The World Health Organization reported Wednesday that coronavirus deaths rose by 10% in Europe in the past week, making it the only world region where both covid-19 cases and deaths are steadily increasing. It was the sixth consecutive week that the virus has risen across the continent.

3.1 MILLION NEW CASES

In its weekly report on the pandemic, the U.N. health agency said there were about 3.1 million new cases globally, about a 1% increase from the previous week. Nearly two-thirds of the coronavirus infections -- 1.9 million -- were in Europe, where cases rose by 7%.

The countries with the highest numbers of new cases worldwide were the United States, Russia, Britain, Turkey and Germany. The number of weekly covid-19 deaths fell by about 4% worldwide and declined in every region except Europe.
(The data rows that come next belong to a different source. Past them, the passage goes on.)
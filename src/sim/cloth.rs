//! Mass-spring cloth.
//!
//! A rectangular sheet of `nx * ny` particles, row `i` hanging below row
//! `i - 1`, connected by three spring families:
//! - stretch: direct neighbours along both grid axes,
//! - shear: both diagonals of every quad,
//! - bend: neighbours two apart along both grid axes.
//!
//! [`Cloth::relax`] applies Provot's over-stretch correction after each step.

use bevy::math::DVec3;

use super::force::{Force, Spring};
use super::particle::Particle;
use super::system::{ForceId, ParticleSystem};

/// Cloth particle display color.
const CLOTH_COLOR: bevy::color::Color =
    bevy::color::Color::srgb(235.0 / 255.0, 51.0 / 255.0, 36.0 / 255.0);

/// Parameters for a new cloth sheet.
#[derive(Clone, Debug)]
pub struct ClothBuilder {
    /// Number of rows.
    pub nx: usize,
    /// Number of particles per row.
    pub ny: usize,
    /// Extent along a row.
    pub width: f64,
    /// Extent from the first row to the last.
    pub height: f64,
    /// Position of particle `(0, 0)`.
    pub origin: DVec3,
    pub stiffness: f64,
    pub damping: f64,
    pub mass: f64,
    pub radius: f64,
}

impl Default for ClothBuilder {
    fn default() -> Self {
        Self {
            nx: 20,
            ny: 20,
            width: 40.0,
            height: 40.0,
            origin: DVec3::new(-20.0, 70.0, 0.0),
            stiffness: 500.0,
            damping: 5.0,
            mass: 1.0,
            radius: 0.5,
        }
    }
}

impl ClothBuilder {
    pub fn new(nx: usize, ny: usize, width: f64, height: f64) -> Self {
        Self {
            nx,
            ny,
            width,
            height,
            ..Default::default()
        }
    }

    pub fn with_origin(mut self, origin: DVec3) -> Self {
        self.origin = origin;
        self
    }

    pub fn with_springs(mut self, stiffness: f64, damping: f64) -> Self {
        self.stiffness = stiffness;
        self.damping = damping;
        self
    }

    pub fn with_mass(mut self, mass: f64) -> Self {
        self.mass = mass;
        self
    }

    /// Distance between rows.
    pub fn edge_x(&self) -> f64 {
        self.height / self.nx.saturating_sub(1).max(1) as f64
    }

    /// Distance between neighbours within a row.
    pub fn edge_y(&self) -> f64 {
        self.width / self.ny.saturating_sub(1).max(1) as f64
    }

    /// Add the sheet and its springs to `system`.
    pub fn build(&self, system: &mut ParticleSystem) -> Cloth {
        let (nx, ny) = (self.nx, self.ny);
        let (ex, ey) = (self.edge_x(), self.edge_y());

        let particles = (0..nx).flat_map(|i| {
            (0..ny).map(move |j| {
                Particle::new(self.origin + DVec3::new(j as f64 * ey, -(i as f64) * ex, 0.0))
                    .with_mass(self.mass)
                    .with_radius(self.radius)
                    .with_color(CLOTH_COLOR)
            })
        });
        let first = system.add_particles(particles).start;
        let idx = |i: usize, j: usize| first + i * ny + j;

        let diagonal = (ex * ex + ey * ey).sqrt();
        let mut pairs = Vec::new();
        for i in 0..nx {
            for j in 0..ny {
                if j + 1 < ny {
                    pairs.push((idx(i, j), idx(i, j + 1), ey));
                }
                if i + 1 < nx {
                    pairs.push((idx(i, j), idx(i + 1, j), ex));
                }
                if i + 1 < nx && j + 1 < ny {
                    pairs.push((idx(i, j), idx(i + 1, j + 1), diagonal));
                    pairs.push((idx(i, j + 1), idx(i + 1, j), diagonal));
                }
                if j + 2 < ny {
                    pairs.push((idx(i, j), idx(i, j + 2), 2.0 * ey));
                }
                if i + 2 < nx {
                    pairs.push((idx(i, j), idx(i + 2, j), 2.0 * ex));
                }
            }
        }

        let springs = pairs
            .into_iter()
            .map(|(a, b, rest)| {
                system.add_force(Spring::new(a, b, self.stiffness, self.damping, rest))
            })
            .collect();

        Cloth {
            first,
            nx,
            ny,
            springs,
            anchors: vec![None; nx * ny],
        }
    }
}

/// Handle to a cloth sheet inside a [`ParticleSystem`].
#[derive(Clone, Debug)]
pub struct Cloth {
    first: usize,
    nx: usize,
    ny: usize,
    springs: Vec<ForceId>,
    /// Anchor position of each pinned particle, by local index.
    anchors: Vec<Option<DVec3>>,
}

impl Cloth {
    /// System index of grid particle `(i, j)`.
    pub fn index(&self, i: usize, j: usize) -> usize {
        self.first + i * self.ny + j
    }

    pub fn len(&self) -> usize {
        self.nx * self.ny
    }

    pub fn is_empty(&self) -> bool {
        self.len() == 0
    }

    /// System index range occupied by the sheet.
    pub fn particle_range(&self) -> std::ops::Range<usize> {
        self.first..self.first + self.len()
    }

    pub fn springs(&self) -> &[ForceId] {
        &self.springs
    }

    /// Pin grid particle `(i, j)` at its current position.
    pub fn pin(&mut self, system: &ParticleSystem, i: usize, j: usize) {
        let index = self.index(i, j);
        self.anchors[i * self.ny + j] = Some(system.particle(index).pos);
    }

    /// Pin the whole first row.
    pub fn pin_top_row(&mut self, system: &ParticleSystem) {
        for j in 0..self.ny {
            self.pin(system, 0, j);
        }
    }

    pub fn unpin_all(&mut self) {
        self.anchors.fill(None);
    }

    pub fn is_pinned(&self, index: usize) -> bool {
        self.local(index)
            .is_some_and(|local| self.anchors[local].is_some())
    }

    fn local(&self, index: usize) -> Option<usize> {
        self.particle_range().contains(&index).then(|| index - self.first)
    }

    /// Update every cloth spring's coefficients.
    pub fn set_spring_coefficients(
        &self,
        system: &mut ParticleSystem,
        stiffness: f64,
        damping: f64,
    ) {
        for &id in &self.springs {
            if let Some(Force::Spring(spring)) = system.force_mut(id) {
                spring.stiffness = stiffness;
                spring.damping = damping;
            }
        }
    }

    /// Hold pinned particles at their anchors with zero velocity.
    pub fn enforce_pins(&self, system: &mut ParticleSystem) {
        let particles = system.particles_mut();
        for (local, anchor) in self.anchors.iter().enumerate() {
            if let Some(anchor) = anchor {
                let p = &mut particles[self.first + local];
                p.pos = *anchor;
                p.prev_pos = *anchor;
                p.vel = DVec3::ZERO;
                p.force = DVec3::ZERO;
            }
        }
    }

    /// Provot relaxation: shorten over-stretched springs back to rest length.
    ///
    /// Compressed springs are left alone. The correction is split between
    /// free endpoints; a pinned endpoint does not move.
    pub fn relax(&self, system: &mut ParticleSystem, iterations: usize) {
        let constraints: Vec<(usize, usize, f64)> = self
            .springs
            .iter()
            .filter_map(|&id| match system.force(id) {
                Some(Force::Spring(s)) => s.endpoints().map(|(a, b)| (a, b, s.rest_length)),
                _ => None,
            })
            .collect();

        for _ in 0..iterations {
            for &(a, b, rest) in &constraints {
                let (pinned_a, pinned_b) = (self.is_pinned(a), self.is_pinned(b));
                if pinned_a && pinned_b {
                    continue;
                }

                let particles = system.particles_mut();
                let d = particles[b].pos - particles[a].pos;
                let dist = d.length();
                if dist <= rest {
                    continue;
                }
                let correction = (dist - rest) * (d / dist);

                if pinned_b {
                    particles[a].pos += correction;
                } else if pinned_a {
                    particles[b].pos -= correction;
                } else {
                    particles[a].pos += 0.5 * correction;
                    particles[b].pos -= 0.5 * correction;
                }
            }
        }
    }
}

#[cfg(test)]
mod tests {
    use super::*;

    fn spring(system: &ParticleSystem, id: ForceId) -> &Spring {
        match system.force(id) {
            Some(Force::Spring(s)) => s,
            other => panic!("expected a spring, got {:?}", other),
        }
    }

    #[test]
    fn test_topology() {
        let mut system = ParticleSystem::new();
        let cloth = ClothBuilder::new(4, 5, 4.0, 3.0).build(&mut system);
        let (nx, ny) = (4, 5);

        let stretch = nx * (ny - 1) + (nx - 1) * ny;
        let shear = 2 * (nx - 1) * (ny - 1);
        let bend = nx * (ny - 2) + (nx - 2) * ny;
        assert_eq!(system.num_particles(), 20);
        assert_eq!(cloth.springs().len(), stretch + shear + bend);
        assert_eq!(system.num_forces(), cloth.springs().len());

        assert_eq!(system.particle(cloth.index(1, 2)).pos, DVec3::new(-18.0, 69.0, 0.0));
    }

    #[test]
    fn test_springs_start_at_rest() {
        let mut system = ParticleSystem::new();
        let cloth = ClothBuilder::new(3, 3, 2.0, 2.0).build(&mut system);
        for &id in cloth.springs() {
            let s = spring(&system, id);
            let (a, b) = s.endpoints().expect("cloth springs are bound");
            let len = (system.particle(b).pos - system.particle(a).pos).length();
            assert!((len - s.rest_length).abs() < 1e-12);
        }
        system.update_forces();
        for p in system.particles() {
            assert!(p.force.length() < 1e-9);
        }
    }

    #[test]
    fn test_offset_into_existing_system() {
        let mut system = ParticleSystem::new();
        system.add_particle(Particle::new(DVec3::ZERO));
        let cloth = ClothBuilder::new(2, 2, 1.0, 1.0).build(&mut system);
        assert_eq!(cloth.particle_range(), 1..5);
        assert_eq!(cloth.index(0, 0), 1);
        assert!(!cloth.is_pinned(0));
    }

    #[test]
    fn test_relax_shortens_stretched_spring() {
        let mut system = ParticleSystem::new();
        let mut cloth = ClothBuilder::new(2, 1, 1.0, 1.0).build(&mut system);
        cloth.pin(&system, 0, 0);
        let top = system.particle(0).pos;
        system.particle_mut(1).pos = top + DVec3::new(0.0, -3.0, 0.0);

        cloth.relax(&mut system, 1);

        assert_eq!(system.particle(0).pos, top);
        assert!((system.particle(1).pos - (top - DVec3::Y)).length() < 1e-12);
    }

    #[test]
    fn test_relax_splits_between_free_endpoints() {
        let mut system = ParticleSystem::new();
        let cloth = ClothBuilder::new(1, 2, 1.0, 1.0)
            .with_origin(DVec3::ZERO)
            .build(&mut system);
        system.particle_mut(1).pos = DVec3::new(3.0, 0.0, 0.0);
        cloth.relax(&mut system, 1);
        assert!((system.particle(0).pos.x - 1.0).abs() < 1e-12);
        assert!((system.particle(1).pos.x - 2.0).abs() < 1e-12);

        // compressed springs are untouched
        system.particle_mut(1).pos = DVec3::new(1.5, 0.0, 0.0);
        cloth.relax(&mut system, 1);
        assert_eq!(system.particle(1).pos.x, 1.5);
    }

    #[test]
    fn test_relax_skips_fully_pinned_spring() {
        let mut system = ParticleSystem::new();
        let mut cloth = ClothBuilder::new(1, 2, 1.0, 1.0).build(&mut system);
        system.particle_mut(1).pos.x += 5.0;
        cloth.pin(&system, 0, 0);
        cloth.pin(&system, 0, 1);
        let before = system.positions();
        cloth.relax(&mut system, 3);
        assert_eq!(system.positions(), before);
    }

    #[test]
    fn test_enforce_pins() {
        let mut system = ParticleSystem::new();
        let mut cloth = ClothBuilder::new(3, 3, 2.0, 2.0).build(&mut system);
        cloth.pin_top_row(&system);
        let anchor = system.particle(cloth.index(0, 1)).pos;

        let p = system.particle_mut(cloth.index(0, 1));
        p.pos += DVec3::ONE;
        p.vel = DVec3::X;
        cloth.enforce_pins(&mut system);

        let p = system.particle(cloth.index(0, 1));
        assert_eq!(p.pos, anchor);
        assert_eq!(p.vel, DVec3::ZERO);

        cloth.unpin_all();
        assert!(!cloth.is_pinned(cloth.index(0, 1)));
    }

    #[test]
    fn test_set_spring_coefficients() {
        let mut system = ParticleSystem::new();
        let cloth = ClothBuilder::new(3, 3, 2.0, 2.0).build(&mut system);
        cloth.set_spring_coefficients(&mut system, 42.0, 0.5);
        for &id in cloth.springs() {
            let s = spring(&system, id);
            assert_eq!((s.stiffness, s.damping), (42.0, 0.5));
        }
    }
}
Out of the 61 countries WHO includes in its European region, which includes Russia and stretches to Central Asia, 42% reported a jump in cases of at least 10% over the past week.

In the Americas, WHO said that new weekly cases fell by 5% and deaths declined by 14%, with the highest numbers reported from the United States.

On Tuesday, pharmaceutical company Pfizer asked the U.S. Food and Drug Administration to authorize booster shots of coronavirus vaccines for all adults. WHO has pleaded with countries not to administer more boosters until at least the end of the year; about 60 countries are actively rolling them out.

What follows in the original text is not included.